• [EXERCISE INSTRUCTIONS]
For every line in the records that has the word "time", make a copy.

[[ MATERIALS PROVIDED, beginning ]]

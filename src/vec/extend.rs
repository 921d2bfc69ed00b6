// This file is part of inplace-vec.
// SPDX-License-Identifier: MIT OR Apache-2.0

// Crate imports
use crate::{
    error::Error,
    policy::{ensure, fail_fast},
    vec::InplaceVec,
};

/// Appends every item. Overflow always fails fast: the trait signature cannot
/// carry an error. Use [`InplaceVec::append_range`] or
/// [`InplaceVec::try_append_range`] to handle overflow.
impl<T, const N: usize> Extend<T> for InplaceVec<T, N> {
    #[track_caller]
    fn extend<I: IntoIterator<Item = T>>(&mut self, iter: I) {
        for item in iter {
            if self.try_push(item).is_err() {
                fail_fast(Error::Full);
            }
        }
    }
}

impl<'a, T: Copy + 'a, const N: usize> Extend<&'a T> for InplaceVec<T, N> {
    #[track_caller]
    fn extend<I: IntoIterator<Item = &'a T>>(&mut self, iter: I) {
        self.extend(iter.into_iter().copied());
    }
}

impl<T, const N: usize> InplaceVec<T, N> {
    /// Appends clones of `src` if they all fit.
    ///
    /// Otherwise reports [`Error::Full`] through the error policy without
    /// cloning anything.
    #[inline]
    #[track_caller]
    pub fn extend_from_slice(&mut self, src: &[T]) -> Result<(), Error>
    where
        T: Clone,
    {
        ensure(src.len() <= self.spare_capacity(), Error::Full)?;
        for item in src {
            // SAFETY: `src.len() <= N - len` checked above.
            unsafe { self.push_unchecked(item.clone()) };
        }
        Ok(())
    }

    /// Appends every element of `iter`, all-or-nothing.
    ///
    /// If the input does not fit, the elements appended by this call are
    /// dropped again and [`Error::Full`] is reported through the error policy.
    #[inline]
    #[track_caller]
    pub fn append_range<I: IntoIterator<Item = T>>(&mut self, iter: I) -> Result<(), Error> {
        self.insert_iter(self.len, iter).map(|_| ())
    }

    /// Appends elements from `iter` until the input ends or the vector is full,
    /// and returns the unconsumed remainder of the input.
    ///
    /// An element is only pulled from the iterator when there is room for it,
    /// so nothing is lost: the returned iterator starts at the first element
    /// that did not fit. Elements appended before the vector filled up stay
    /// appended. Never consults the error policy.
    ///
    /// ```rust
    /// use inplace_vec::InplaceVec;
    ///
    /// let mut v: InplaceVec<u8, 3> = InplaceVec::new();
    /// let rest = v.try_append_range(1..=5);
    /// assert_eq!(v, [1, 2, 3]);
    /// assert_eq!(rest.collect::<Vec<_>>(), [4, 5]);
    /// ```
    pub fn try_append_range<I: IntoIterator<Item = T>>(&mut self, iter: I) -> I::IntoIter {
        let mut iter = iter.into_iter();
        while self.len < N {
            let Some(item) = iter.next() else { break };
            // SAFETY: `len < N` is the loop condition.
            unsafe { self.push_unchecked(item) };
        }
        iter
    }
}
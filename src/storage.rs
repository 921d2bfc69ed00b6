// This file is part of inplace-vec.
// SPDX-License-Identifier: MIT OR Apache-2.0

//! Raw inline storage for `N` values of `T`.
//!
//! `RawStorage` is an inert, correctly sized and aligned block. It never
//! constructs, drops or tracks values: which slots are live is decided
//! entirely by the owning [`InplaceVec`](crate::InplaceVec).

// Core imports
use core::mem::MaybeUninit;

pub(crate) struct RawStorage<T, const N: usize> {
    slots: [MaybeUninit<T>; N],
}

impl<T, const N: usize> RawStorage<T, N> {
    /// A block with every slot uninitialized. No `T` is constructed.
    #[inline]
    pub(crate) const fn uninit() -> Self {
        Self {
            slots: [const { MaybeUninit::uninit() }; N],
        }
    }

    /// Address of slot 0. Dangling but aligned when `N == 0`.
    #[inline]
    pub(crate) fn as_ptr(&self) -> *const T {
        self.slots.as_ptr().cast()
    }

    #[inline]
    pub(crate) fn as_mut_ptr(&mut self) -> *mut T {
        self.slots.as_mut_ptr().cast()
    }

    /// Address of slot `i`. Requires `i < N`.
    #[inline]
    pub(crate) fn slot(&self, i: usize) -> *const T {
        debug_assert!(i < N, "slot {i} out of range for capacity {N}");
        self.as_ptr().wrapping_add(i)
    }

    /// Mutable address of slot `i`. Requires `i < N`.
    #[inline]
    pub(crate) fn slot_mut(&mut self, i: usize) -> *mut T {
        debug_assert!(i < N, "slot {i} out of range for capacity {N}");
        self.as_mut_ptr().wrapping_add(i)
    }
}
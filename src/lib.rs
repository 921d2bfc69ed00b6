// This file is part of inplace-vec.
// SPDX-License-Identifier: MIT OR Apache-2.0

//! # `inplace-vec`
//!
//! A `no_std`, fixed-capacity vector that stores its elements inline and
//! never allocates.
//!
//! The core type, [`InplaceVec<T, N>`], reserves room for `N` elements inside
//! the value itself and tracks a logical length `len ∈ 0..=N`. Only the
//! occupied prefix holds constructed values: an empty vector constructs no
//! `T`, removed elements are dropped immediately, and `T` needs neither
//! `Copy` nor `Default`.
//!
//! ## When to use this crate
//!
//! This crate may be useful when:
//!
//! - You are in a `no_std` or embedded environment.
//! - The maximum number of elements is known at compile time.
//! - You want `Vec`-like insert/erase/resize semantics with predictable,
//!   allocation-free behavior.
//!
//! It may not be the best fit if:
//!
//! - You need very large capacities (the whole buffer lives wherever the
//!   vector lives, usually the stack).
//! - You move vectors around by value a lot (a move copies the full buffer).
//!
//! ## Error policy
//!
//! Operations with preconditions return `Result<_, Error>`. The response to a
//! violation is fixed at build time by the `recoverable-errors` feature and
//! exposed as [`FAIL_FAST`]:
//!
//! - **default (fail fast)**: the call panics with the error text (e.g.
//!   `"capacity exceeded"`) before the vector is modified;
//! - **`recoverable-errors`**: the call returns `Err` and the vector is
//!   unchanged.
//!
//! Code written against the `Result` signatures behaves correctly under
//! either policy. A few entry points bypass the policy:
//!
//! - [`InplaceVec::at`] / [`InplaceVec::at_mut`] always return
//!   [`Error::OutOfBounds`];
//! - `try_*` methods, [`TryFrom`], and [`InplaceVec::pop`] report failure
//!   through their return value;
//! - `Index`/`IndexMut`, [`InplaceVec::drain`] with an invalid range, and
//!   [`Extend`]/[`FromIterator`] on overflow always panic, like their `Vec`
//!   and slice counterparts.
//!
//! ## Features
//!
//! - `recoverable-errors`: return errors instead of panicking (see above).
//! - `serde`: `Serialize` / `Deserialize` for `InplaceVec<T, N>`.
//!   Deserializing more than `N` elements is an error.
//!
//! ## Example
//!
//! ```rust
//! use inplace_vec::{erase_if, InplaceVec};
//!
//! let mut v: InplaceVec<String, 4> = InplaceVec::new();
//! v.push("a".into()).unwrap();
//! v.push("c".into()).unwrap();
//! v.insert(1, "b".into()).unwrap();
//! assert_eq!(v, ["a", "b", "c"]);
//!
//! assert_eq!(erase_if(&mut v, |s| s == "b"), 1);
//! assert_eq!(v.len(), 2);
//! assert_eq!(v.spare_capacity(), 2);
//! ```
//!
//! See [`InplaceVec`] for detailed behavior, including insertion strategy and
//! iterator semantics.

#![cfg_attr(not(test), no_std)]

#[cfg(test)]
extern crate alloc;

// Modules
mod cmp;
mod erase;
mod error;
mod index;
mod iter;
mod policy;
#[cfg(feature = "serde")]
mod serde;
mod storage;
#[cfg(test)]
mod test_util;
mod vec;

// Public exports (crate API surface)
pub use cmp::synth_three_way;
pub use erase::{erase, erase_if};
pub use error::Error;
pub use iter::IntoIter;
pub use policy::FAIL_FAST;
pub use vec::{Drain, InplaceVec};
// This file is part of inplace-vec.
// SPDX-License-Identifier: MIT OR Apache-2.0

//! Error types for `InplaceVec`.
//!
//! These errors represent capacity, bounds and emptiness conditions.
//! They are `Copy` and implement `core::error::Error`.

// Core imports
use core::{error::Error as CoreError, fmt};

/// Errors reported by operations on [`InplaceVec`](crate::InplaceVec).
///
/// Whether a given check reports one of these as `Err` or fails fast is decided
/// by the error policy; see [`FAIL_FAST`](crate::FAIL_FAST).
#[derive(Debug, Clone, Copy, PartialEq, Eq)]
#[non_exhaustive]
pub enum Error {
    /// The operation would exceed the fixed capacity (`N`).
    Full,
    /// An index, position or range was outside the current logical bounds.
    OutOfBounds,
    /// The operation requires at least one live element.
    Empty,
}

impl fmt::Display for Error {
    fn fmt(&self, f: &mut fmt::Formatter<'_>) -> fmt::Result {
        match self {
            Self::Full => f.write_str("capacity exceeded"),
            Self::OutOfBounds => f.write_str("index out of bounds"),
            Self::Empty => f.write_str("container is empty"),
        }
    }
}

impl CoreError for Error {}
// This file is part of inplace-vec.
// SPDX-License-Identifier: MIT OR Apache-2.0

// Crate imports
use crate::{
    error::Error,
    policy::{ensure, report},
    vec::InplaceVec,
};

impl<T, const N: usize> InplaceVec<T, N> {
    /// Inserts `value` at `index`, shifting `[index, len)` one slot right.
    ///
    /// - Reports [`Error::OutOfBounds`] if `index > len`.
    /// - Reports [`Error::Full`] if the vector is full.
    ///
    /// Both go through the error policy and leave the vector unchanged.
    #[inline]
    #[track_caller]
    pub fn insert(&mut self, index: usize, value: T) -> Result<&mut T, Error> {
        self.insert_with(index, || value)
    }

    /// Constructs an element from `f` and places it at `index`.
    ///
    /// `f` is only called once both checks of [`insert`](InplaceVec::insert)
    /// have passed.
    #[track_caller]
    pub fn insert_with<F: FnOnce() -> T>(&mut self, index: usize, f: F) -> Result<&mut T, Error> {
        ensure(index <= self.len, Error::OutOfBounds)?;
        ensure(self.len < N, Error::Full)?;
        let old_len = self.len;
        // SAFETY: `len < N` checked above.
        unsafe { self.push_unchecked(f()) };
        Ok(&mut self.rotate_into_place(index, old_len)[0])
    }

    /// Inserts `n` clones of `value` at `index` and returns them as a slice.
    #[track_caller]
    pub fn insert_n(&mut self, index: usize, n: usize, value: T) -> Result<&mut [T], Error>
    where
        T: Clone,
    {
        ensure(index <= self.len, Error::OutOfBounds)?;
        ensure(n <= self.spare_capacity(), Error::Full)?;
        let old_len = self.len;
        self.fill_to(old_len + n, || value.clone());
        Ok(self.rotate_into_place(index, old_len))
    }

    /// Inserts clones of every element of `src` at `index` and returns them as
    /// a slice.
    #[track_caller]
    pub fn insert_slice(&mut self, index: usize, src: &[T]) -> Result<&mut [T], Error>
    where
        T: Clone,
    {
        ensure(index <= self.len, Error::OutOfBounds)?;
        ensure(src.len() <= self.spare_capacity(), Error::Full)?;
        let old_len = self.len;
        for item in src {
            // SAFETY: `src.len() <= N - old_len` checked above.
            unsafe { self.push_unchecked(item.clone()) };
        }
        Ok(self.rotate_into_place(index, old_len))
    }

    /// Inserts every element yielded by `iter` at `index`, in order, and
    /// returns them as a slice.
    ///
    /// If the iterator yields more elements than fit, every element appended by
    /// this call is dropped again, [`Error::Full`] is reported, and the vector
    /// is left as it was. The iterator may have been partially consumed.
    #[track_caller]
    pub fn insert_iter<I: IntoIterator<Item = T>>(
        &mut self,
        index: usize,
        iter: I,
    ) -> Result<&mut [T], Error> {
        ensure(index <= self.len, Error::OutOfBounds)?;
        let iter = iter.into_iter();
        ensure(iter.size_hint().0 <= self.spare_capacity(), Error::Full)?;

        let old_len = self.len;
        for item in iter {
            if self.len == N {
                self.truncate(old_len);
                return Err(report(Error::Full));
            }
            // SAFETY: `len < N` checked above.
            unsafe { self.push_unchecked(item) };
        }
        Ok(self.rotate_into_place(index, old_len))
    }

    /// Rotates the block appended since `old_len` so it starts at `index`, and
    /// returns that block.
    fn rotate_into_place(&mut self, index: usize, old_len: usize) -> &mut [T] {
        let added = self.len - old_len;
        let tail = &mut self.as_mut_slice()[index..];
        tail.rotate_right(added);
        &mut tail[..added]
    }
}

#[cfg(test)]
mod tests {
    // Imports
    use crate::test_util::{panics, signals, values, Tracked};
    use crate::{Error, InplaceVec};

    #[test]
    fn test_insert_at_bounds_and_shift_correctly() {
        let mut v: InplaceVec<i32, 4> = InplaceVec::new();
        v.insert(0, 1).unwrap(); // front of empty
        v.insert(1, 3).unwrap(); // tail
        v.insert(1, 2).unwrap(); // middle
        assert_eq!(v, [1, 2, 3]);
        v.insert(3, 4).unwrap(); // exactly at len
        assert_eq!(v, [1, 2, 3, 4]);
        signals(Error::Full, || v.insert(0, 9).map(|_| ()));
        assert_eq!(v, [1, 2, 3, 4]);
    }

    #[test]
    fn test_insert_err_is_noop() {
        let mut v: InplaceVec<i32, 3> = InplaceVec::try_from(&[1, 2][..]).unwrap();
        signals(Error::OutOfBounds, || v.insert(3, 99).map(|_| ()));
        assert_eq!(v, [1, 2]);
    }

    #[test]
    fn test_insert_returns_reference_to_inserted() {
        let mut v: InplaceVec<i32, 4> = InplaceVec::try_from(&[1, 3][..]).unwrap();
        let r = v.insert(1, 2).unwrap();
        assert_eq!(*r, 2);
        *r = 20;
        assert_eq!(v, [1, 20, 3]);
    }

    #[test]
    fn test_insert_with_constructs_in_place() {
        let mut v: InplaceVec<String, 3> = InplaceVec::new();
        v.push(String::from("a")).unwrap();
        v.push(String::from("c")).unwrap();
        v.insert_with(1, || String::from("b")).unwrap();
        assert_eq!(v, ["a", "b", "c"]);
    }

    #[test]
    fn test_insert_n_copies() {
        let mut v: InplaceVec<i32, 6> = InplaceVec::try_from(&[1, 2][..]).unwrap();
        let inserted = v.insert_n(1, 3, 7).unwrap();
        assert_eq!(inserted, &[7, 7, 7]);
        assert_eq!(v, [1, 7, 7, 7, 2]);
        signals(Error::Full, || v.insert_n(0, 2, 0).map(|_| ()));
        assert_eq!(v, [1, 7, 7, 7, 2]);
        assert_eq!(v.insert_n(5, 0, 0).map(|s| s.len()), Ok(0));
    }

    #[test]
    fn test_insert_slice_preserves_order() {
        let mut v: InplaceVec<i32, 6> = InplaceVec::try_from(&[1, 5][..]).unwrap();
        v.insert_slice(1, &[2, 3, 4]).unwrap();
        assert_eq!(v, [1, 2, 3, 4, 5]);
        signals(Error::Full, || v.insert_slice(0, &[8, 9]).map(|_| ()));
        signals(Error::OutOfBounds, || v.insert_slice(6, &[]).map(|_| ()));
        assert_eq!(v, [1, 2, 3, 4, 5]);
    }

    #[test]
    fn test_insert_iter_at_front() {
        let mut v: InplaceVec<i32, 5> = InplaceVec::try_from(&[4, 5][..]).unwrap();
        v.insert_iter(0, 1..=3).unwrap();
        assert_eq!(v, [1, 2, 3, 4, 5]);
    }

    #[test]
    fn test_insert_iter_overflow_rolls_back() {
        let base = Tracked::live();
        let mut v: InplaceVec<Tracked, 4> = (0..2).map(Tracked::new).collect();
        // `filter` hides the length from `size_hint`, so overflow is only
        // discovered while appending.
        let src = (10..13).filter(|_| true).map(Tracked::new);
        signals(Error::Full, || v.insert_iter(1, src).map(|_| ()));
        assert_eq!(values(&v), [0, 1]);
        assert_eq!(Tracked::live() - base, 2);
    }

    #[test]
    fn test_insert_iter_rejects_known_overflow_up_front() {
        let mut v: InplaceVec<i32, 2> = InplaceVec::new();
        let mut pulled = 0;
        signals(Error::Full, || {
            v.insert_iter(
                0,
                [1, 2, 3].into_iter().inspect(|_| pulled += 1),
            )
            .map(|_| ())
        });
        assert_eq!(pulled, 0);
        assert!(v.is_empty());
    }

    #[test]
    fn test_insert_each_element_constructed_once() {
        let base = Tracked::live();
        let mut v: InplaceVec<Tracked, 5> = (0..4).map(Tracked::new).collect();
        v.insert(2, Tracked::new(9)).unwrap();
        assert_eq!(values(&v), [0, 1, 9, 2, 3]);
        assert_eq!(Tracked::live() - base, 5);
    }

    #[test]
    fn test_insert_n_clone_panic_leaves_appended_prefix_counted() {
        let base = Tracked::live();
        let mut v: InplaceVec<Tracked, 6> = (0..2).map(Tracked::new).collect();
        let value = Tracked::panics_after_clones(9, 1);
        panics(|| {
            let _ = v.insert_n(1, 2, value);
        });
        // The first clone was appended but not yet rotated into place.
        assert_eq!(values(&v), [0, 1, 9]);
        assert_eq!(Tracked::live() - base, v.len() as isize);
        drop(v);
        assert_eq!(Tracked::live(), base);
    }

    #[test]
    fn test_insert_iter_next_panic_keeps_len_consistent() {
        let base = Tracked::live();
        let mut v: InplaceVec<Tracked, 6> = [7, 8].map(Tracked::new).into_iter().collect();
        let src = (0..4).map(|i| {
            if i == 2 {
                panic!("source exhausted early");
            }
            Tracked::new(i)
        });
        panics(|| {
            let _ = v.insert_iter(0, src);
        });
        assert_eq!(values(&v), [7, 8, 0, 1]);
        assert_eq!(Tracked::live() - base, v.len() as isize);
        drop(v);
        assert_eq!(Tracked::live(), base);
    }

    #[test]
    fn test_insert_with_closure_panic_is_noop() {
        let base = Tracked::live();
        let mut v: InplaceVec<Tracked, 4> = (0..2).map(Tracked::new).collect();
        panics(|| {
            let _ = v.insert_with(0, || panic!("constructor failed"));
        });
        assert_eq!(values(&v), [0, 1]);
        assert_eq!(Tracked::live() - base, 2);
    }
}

[[ MATERIALS PROVIDED, end ]]

• [FINAL ANSWER]
//! - The maximum number of elements is known at compile time.
//! violation is fixed at build time by the `recoverable-errors` feature and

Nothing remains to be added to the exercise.